Photo d'illustration
DR
Radis, pois, coriandre, persil, bourrache, capucine, soucis... La Pousseraie cultive une douzaine de variétés différentes dans sa ferme urbaine située en plein cœur de Nice. Comme d'autres jeunes pousses apparues ces dernières années un peu partout en France, elle a choisi de se concentrer sur la culture de micro-pousses ou graines germées. Des « bébés plantes » qui suscitent un véritable engouement porté tant par une inclination de plus en plus forte à végétaliser les assiettes que par la recherche d'une alimentation plus riche en nutriments et par l'adoption de pratiques agricoles en intérieur. Résultat : La Pousseraie pousse les murs. La petite graine plantée en 2021 est bel et bien en train de germer.
Il faut dire que les micro-pousses ont tout pour plaire.

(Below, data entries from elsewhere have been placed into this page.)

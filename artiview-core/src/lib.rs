pub mod app;
pub mod artifacts;
pub mod config;
pub mod frontmatter;
pub mod markdown;
pub mod ports;
pub mod probe;
pub mod recents;
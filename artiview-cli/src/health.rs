use std::time::Duration;

use async_trait::async_trait;

use artiview_core::config::LOOPBACK;
use artiview_core::probe::{
    LISTING_BODY_LIMIT, TITLE_BODY_LIMIT, extract_title, looks_like_artifact_listing,
    workspace_from_identity,
};

/// Per-probe time budget
pub const PROBE_TIMEOUT: Duration = Duration::from_millis(2000);

/// HTTP probes used by the apps manager.
///
/// Every probe is bounded by its own timeout and maps any failure to
/// `false` / `None`.
#[async_trait]
pub trait AppProber: Send + Sync {
    /// GET completes with a status in `[200, 500)`
    async fn check_health(&self, url: &str) -> bool;

    /// `/api/artifacts` on `port` answers like an artifact viewer
    async fn is_viewer(&self, port: u16) -> bool;

    /// First `<title>` of the page at `url`
    async fn fetch_page_title(&self, url: &str) -> Option<String>;

    /// `workspace` from `/api/identity` on `port`
    async fn fetch_workspace_name(&self, port: u16) -> Option<String>;
}

pub struct HttpProber {
    client: reqwest::Client,
    timeout: Duration,
}

impl HttpProber {
    pub fn new() -> Self {
        Self::with_timeout(PROBE_TIMEOUT)
    }

    pub fn with_timeout(timeout: Duration) -> Self {
        // a redirect counts as an answer; its target is never fetched
        let client = reqwest::Client::builder()
            .no_proxy()
            .redirect(reqwest::redirect::Policy::none())
            .build()
            .unwrap_or_else(|_| reqwest::Client::new());
        Self { client, timeout }
    }

    async fn get(&self, url: &str) -> Option<reqwest::Response> {
        self.client.get(url).send().await.ok()
    }
}

impl Default for HttpProber {
    fn default() -> Self {
        Self::new()
    }
}

/// Read at most a little over `limit` bytes; dropping the response closes
/// the connection.
async fn read_capped(mut resp: reqwest::Response, limit: usize) -> Vec<u8> {
    let mut body = Vec::new();
    while let Ok(Some(chunk)) = resp.chunk().await {
        body.extend_from_slice(&chunk);
        if body.len() > limit {
            break;
        }
    }
    body
}

fn api_url(port: u16, path: &str) -> String {
    format!("http://{LOOPBACK}:{port}{path}")
}

#[async_trait]
impl AppProber for HttpProber {
    async fn check_health(&self, url: &str) -> bool {
        let probe = async {
            let resp = self.get(url).await?;
            let status = resp.status().as_u16();
            Some((200..500).contains(&status))
        };
        matches!(tokio::time::timeout(self.timeout, probe).await, Ok(Some(true)))
    }

    async fn is_viewer(&self, port: u16) -> bool {
        let probe = async {
            let resp = self.get(&api_url(port, "/api/artifacts")).await?;
            if resp.status() != reqwest::StatusCode::OK {
                return Some(false);
            }
            let body = read_capped(resp, LISTING_BODY_LIMIT).await;
            Some(looks_like_artifact_listing(&String::from_utf8_lossy(&body)))
        };
        matches!(tokio::time::timeout(self.timeout, probe).await, Ok(Some(true)))
    }

    async fn fetch_page_title(&self, url: &str) -> Option<String> {
        let probe = async {
            let resp = self.get(url).await?;
            let body = read_capped(resp, TITLE_BODY_LIMIT).await;
            extract_title(&String::from_utf8_lossy(&body))
        };
        tokio::time::timeout(self.timeout, probe).await.ok().flatten()
    }

    async fn fetch_workspace_name(&self, port: u16) -> Option<String> {
        let probe = async {
            let resp = self.get(&api_url(port, "/api/identity")).await?;
            if resp.status() != reqwest::StatusCode::OK {
                return None;
            }
            let body = resp.text().await.ok()?;
            workspace_from_identity(&body)
        };
        tokio::time::timeout(self.timeout, probe).await.ok().flatten()
    }
}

Rapides à produire, sobres en ressource foncière et en eau, « ce sont les premières feuilles qui apparaissent quand la graine germe. Aussi appelées cotylédons, elles sont très prisées par les chefs pour leur richesse en saveur, particulièrement intense », explique l'ingénieure agronome Blanche Duncombe, co-fondatrice de La Pousseraie avec Juliette Willier et Damien Willier. Lesquels servent à ce jour une centaine de restaurants de la Côte d'Azur, entre Monaco et Cannes, avec « un produit de qualité, ultra-frais, récoltés à la main chaque matin et livré aux chefs en scooter électrique ». Cette approche en circuit-court constitue une alternative locale jusqu'alors absente sur le territoire azuréen alors que le marché, certes de niche, est appelé à prendre de l'ampleur si l'on se fie à l'exemple américain, en avance sur le sujet. Estimé à 1,74 milliard de dollars en 2024, il devrait croître de 10% pour atteindre 2,86 milliards de dollars en 2029.